A Lyon, la projection dans le processus de l’errance des personnes en situation de handicap est directement liée à cette évolution culturelle, orchestrée par les politiques publiques, notamment au niveau des hôpitaux (psychiatriques) qui ne remplissent plus leur fonction asilaire. L’Interface SDF 298 de Lyon témoigne de cette réalité sociologique : « La clinique psychiatrique s’est exportée dans la rue » 299 . On y retrouve :

  • des psychoses traitées (ou non) : pour cette population fragilisée, la violence de la rue se surajoute à leur vie psychique « dissociée, qui parfois confine à la mort ». La dépendance aux substances psycho actives lui permet de devenir « indifférent à l’épreuve de la rue, tout en s’y accommodant ;
  • des souffrances psychiques liées à « la dérive sociale avec des échecs itératifs de réinsertion ». Installées dans la survie, ces autres exclus sont dépendants du don social et de l’entourage et se replient derrière des vécus de persécution ;
  • des jeunes errants, poly toxicomanes, vivant en « tribus », regroupés en squats collectifs. Les carences affectives, les violences et les incestes, les ruptures de liens ont souvent marqué leur enfance, suivis de placement et de fugues.

Dans la problématique de la personne en errance, le corps est vécu comme un écran.

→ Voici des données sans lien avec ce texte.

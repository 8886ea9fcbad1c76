//! Transaction validation rules.
//!
//! A transaction is checked against one snapshot of unspent outputs. Checks
//! run per input in order (existence, signature, intra-transaction double
//! spend), then over outputs (non-negative values), then the balance rule.
//! The first failing check is reported.

use forkchain_core::{
    Amount, Ed25519Verifier, Input, Output, OutputId, SignatureVerifier, Transaction,
    UnspentOutputSet,
};
use std::collections::HashSet;
use thiserror::Error;

/// Input sum minus output sum. Wider than [`Amount`] so sums never overflow.
pub type Fee = i128;

/// Reasons a transaction is refused.
#[derive(Debug, Clone, PartialEq, Eq, Error)]
pub enum TxError {
    #[error("input {input:?} is not an unspent output")]
    MissingInput { input: OutputId },

    #[error("signature on input {index} does not verify")]
    BadSignature { index: usize },

    #[error("output {input:?} is claimed twice by the same transaction")]
    IntraTxDoubleSpend { input: OutputId },

    #[error("output {index} has negative value {value}")]
    NegativeOutput { index: usize, value: Amount },

    #[error("outputs ({outputs}) exceed inputs ({inputs})")]
    InsufficientFunds { inputs: Fee, outputs: Fee },
}

pub type Result<T> = std::result::Result<T, TxError>;

/// Transaction validator.
#[derive(Debug, Clone, Default)]
pub struct TransactionValidator<V = Ed25519Verifier> {
    verifier: V,
}

impl TransactionValidator<Ed25519Verifier> {
    /// Create a validator checking Ed25519 signatures.
    pub fn new() -> Self {
        Self {
            verifier: Ed25519Verifier,
        }
    }
}

impl<V: SignatureVerifier> TransactionValidator<V> {
    /// Create a validator using the given signature verifier.
    pub fn with_verifier(verifier: V) -> Self {
        Self { verifier }
    }

    /// Validate `tx` against `utxos`, returning its fee.
    ///
    /// Never mutates the snapshot.
    pub fn validate(&self, tx: &Transaction, utxos: &UnspentOutputSet) -> Result<Fee> {
        let mut claimed = HashSet::with_capacity(tx.inputs().len());
        let mut input_sum: Fee = 0;

        for (index, input) in tx.inputs().iter().enumerate() {
            let output = utxos
                .get(&input.prev)
                .ok_or(TxError::MissingInput { input: input.prev })?;

            if !self.input_signature_valid(tx, index, input, output) {
                return Err(TxError::BadSignature { index });
            }

            if !claimed.insert(input.prev) {
                return Err(TxError::IntraTxDoubleSpend { input: input.prev });
            }

            input_sum += output.value as Fee;
        }

        let mut output_sum: Fee = 0;
        for (index, output) in tx.outputs().iter().enumerate() {
            if output.value < 0 {
                return Err(TxError::NegativeOutput {
                    index,
                    value: output.value,
                });
            }
            output_sum += output.value as Fee;
        }

        if input_sum < output_sum {
            return Err(TxError::InsufficientFunds {
                inputs: input_sum,
                outputs: output_sum,
            });
        }

        Ok(input_sum - output_sum)
    }

    /// Boolean form of [`TransactionValidator::validate`].
    pub fn is_valid(&self, tx: &Transaction, utxos: &UnspentOutputSet) -> bool {
        self.validate(tx, utxos).is_ok()
    }

    /// Best-effort fee used to rank competing transactions.
    ///
    /// Unlike [`TransactionValidator::validate`] nothing short-circuits:
    /// missing inputs and inputs with bad signatures contribute nothing,
    /// negative outputs are skipped, and repeated inputs are not detected.
    /// A transaction can therefore rank well here and still be refused later.
    pub fn estimate_fee(&self, tx: &Transaction, utxos: &UnspentOutputSet) -> Fee {
        let input_sum: Fee = tx
            .inputs()
            .iter()
            .enumerate()
            .filter_map(|(index, input)| {
                let output = utxos.get(&input.prev)?;
                self.input_signature_valid(tx, index, input, output)
                    .then_some(output.value as Fee)
            })
            .sum();

        let output_sum: Fee = tx
            .outputs()
            .iter()
            .filter(|output| output.value >= 0)
            .map(|output| output.value as Fee)
            .sum();

        input_sum - output_sum
    }

    fn input_signature_valid(
        &self,
        tx: &Transaction,
        index: usize,
        input: &Input,
        output: &Output,
    ) -> bool {
        tx.signed_data(index)
            .map(|message| self.verifier.verify(&output.owner, &message, &input.signature))
            .unwrap_or(false)
    }
}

Développant une relation à distance, la personne regarde son corps se dégrader et exhibe ses plaies. Elle met en scène ses souffrances psychiques dans le réel. Elle ne parvient pas à investir ce corps semblable à un reproche. L’errance devient un symptôme de sa souffrance psychique. Fuyant hors de son corps, elle fuit hors du temps dans un « ici et maintenant » qui ne permet ni projection, ni anticipation. Et ce présent traumatisant fait revivre le passé. Pendant ce temps d’effondrement massif, elle recherche un soutien social de façon paradoxale : elle s’expose dans des espaces publics, tout en refusant l’intervention sociale. Sa non-existence sociale comme individu se manifeste dans son corps devenu objet de non-reconnaissance. En lutte avec elle-même, elle devient son propre bourreau et s’autodétruit dans la guerre sans merci de la rue, s’animalisant jusqu’à perdre l’aspect humain. Le soutien social passe par les soins et va jusqu’aux interventions des services de l’urgence des hôpitaux. A travers la description verbalisée de ce qu’elle fait vivre, la personne parvient à réhabiliter son corps, à investir le lien social. L’errance est signe de la problématique du lien à l’autre qui n’a jamais pu s’établir. Et, lorsque le verbe fait défaut, le corps se fait parole.

Notes
295.

Stiker, Henri-Jacques. 1997. Corps infirmes et sociétés, Paris, Dunod

296.

Sow, Fall Aminata. 1979. La grève des Bàttu, Dakar, NEA

297.

Gardou, Charles. 2003, Cours de recherche anthropologique et traitements éducatifs, Lyon, ISPEF

298.

Equipe psychiatrique mobile spécialisée dans l’accès aux soins pour les « SDF ».

299.

Bilan d’activité 2002, Interface SDF/Lyon.